Assignment –
Please copy, exactly as they appear below, the lines from the one containing "filename src/sync.rs" through the one containing "pub use spin::Mutex;".

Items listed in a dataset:
****************************************
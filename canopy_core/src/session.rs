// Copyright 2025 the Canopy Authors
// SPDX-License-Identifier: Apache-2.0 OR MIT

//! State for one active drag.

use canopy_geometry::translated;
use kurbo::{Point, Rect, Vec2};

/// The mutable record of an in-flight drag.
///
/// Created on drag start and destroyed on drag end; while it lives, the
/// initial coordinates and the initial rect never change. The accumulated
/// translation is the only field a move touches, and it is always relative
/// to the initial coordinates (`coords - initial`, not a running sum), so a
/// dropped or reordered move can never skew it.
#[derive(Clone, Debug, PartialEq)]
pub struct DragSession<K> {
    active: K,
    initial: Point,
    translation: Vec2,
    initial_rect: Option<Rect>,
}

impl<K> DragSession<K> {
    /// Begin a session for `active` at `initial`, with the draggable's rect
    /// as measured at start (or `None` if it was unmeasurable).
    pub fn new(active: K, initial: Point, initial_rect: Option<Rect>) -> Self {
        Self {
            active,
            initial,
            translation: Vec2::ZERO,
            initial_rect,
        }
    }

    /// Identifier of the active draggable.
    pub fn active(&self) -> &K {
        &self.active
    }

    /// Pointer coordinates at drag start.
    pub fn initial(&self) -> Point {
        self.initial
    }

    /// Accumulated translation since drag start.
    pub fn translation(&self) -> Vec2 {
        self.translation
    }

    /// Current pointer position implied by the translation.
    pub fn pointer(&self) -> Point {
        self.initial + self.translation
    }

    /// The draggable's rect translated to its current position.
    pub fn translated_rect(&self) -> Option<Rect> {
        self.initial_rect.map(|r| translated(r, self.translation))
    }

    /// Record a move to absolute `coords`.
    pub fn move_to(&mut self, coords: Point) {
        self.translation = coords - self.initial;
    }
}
****************************************
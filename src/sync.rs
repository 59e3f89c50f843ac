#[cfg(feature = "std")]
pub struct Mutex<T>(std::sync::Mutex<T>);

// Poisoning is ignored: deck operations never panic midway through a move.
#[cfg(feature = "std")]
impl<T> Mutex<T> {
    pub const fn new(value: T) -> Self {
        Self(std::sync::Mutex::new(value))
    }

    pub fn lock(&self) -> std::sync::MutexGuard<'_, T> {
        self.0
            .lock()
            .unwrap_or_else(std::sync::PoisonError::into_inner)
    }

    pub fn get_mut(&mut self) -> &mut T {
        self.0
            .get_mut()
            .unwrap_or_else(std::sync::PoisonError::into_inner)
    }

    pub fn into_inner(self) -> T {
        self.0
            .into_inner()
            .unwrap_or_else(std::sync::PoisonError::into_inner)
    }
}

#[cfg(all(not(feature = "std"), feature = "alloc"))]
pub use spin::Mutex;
****************************************
Solution to this exercise –
filename src/sync.rs
repository 59e3f89c50f843ac
#[cfg(feature = "std")]
pub struct Mutex<T>(std::sync::Mutex<T>);

// Poisoning is ignored: deck operations never panic midway through a move.
#[cfg(feature = "std")]
impl<T> Mutex<T> {
    pub const fn new(value: T) -> Self {
        Self(std::sync::Mutex::new(value))
    }

    pub fn lock(&self) -> std::sync::MutexGuard<'_, T> {
        self.0
            .lock()
            .unwrap_or_else(std::sync::PoisonError::into_inner)
    }

    pub fn get_mut(&mut self) -> &mut T {
        self.0
            .get_mut()
            .unwrap_or_else(std::sync::PoisonError::into_inner)
    }

    pub fn into_inner(self) -> T {
        self.0
            .into_inner()
            .unwrap_or_else(std::sync::PoisonError::into_inner)
    }
}

#[cfg(all(not(feature = "std"), feature = "alloc"))]
pub use spin::Mutex;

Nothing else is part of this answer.